The main workflow for web graphics is to target sRGB, since that is what the W3C has declared the default for the web. Colors can be specified using normal SVG values, with no need for in-document ICC profiles. Then by leveraging different proofing profiles, one can get a feel for how the different people viewing the artwork may see it.
Print output is probably the most common workflow in need of color management. The first step is for the artist to link in the appropriate target profile via a <color-profile> element. Then colors can be selected using any linked profiles. Note that the workflow is different than some bitmap editors, since SVG explicitly links colors to included profile references, and a single SVG document can have colors from several ICC profiles at once.

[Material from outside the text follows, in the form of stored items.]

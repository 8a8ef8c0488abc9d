//! Projectiles and the tapered-cone collision test
//!
//! A projectile is a glyph fired from the top of one tornado toward the
//! other's base. It flies in a straight line for a fixed lifetime budget and
//! collides against the target's tapered silhouette: wide at the top of the
//! stack, base width at the ground.

use glam::Vec2;
use serde::Serialize;

use super::tornado::Tornado;
use crate::consts::{PROJECTILE_LIFETIME, PROJECTILE_RADIUS, PROJECTILE_SPEED};
use crate::distance;

/// One of the two duel players
#[derive(Debug, Clone, Copy, PartialEq, Eq, Serialize)]
pub enum PlayerSlot {
    P1,
    P2,
}

impl PlayerSlot {
    /// The other player
    pub fn opponent(self) -> Self {
        match self {
            PlayerSlot::P1 => PlayerSlot::P2,
            PlayerSlot::P2 => PlayerSlot::P1,
        }
    }

    /// Index into the duel's tornado array
    pub fn index(self) -> usize {
        match self {
            PlayerSlot::P1 => 0,
            PlayerSlot::P2 => 1,
        }
    }
}

/// A glyph in flight
#[derive(Debug, Clone, Serialize)]
pub struct Projectile {
    pub pos: Vec2,
    pub vel: Vec2,
    /// Display character, drawn from the shooter's alphabet
    pub glyph: char,
    pub radius: f32,
    /// Remaining frames before the projectile evaporates
    pub lifetime: u32,
    pub shooter: PlayerSlot,
    pub target: PlayerSlot,
}

impl Projectile {
    /// Fire from the top of the shooter toward the target's base, at fixed
    /// speed. The aim is frozen at fire time; projectiles do not track.
    pub fn fire(slot: PlayerSlot, shooter: &Tornado, target: &Tornado, glyph: char) -> Self {
        let start = Vec2::new(shooter.x, shooter.top_y());
        let delta = Vec2::new(target.x, target.y) - start;
        Self {
            pos: start,
            vel: delta.normalize_or_zero() * PROJECTILE_SPEED,
            glyph,
            radius: PROJECTILE_RADIUS,
            lifetime: PROJECTILE_LIFETIME,
            shooter: slot,
            target: slot.opponent(),
        }
    }

    /// Integrate one frame of travel and spend one frame of lifetime
    pub fn advance(&mut self) {
        self.pos += self.vel;
        self.lifetime = self.lifetime.saturating_sub(1);
    }

    /// Lifetime budget exhausted
    pub fn expired(&self) -> bool {
        self.lifetime == 0
    }

    /// Left the canvas
    pub fn out_of_bounds(&self, bounds: Vec2) -> bool {
        self.pos.x < 0.0 || self.pos.x > bounds.x || self.pos.y < 0.0 || self.pos.y > bounds.y
    }

    /// Collision against the target tornado: the projectile must be within
    /// the stack's vertical extent, and within the tapered radius at its
    /// height (plus its own radius) of the target's base anchor.
    pub fn hits(&self, target: &Tornado) -> bool {
        if self.pos.y < target.top_y() || self.pos.y > target.y {
            return false;
        }
        let dist = distance(self.pos, Vec2::new(target.x, target.y));
        dist <= target.radius_at(self.pos.y) + self.radius
    }
}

A proofing profile can be set to preview output, and out of gamut warning can be used to find problems before anything is sent to print.
Creating artwork targeting mobile devices actually is another good candidate for the use of CMS. Values can be specified normally for SVG, using the implicit sRGB colorspace. Then display on different end devices can be simulated with proofing ICC profiles. If one is ambitious, profiles can even be created for a single target device under different conditions including sunlight, indoors, backlight on, backlight off, etc.
It is important to enable a color managed workflow across as many applications as possible. In early 2005 color management was mainly just supported in Scribus and CinePaint. Since that time, GIMP, Krita, Inkscape and others have released versions with CMS support.
The work on connecting these is moving forward, including one of the Google Summer of Code projects done for OpenICC. Until things are more automated, however, end users will need to get their displays calibrated, adjustments loaded and all aware applications loading the proper display profiles.
And finally the best thing to get solutions working well across applications is for people to start using color management in their workflow and to give feedback to developers on different projects. It is very hard for developers to address interoperability issues unless end users notify them of the problems. The more that people can use color managed workflows and spread the news, the better it will get.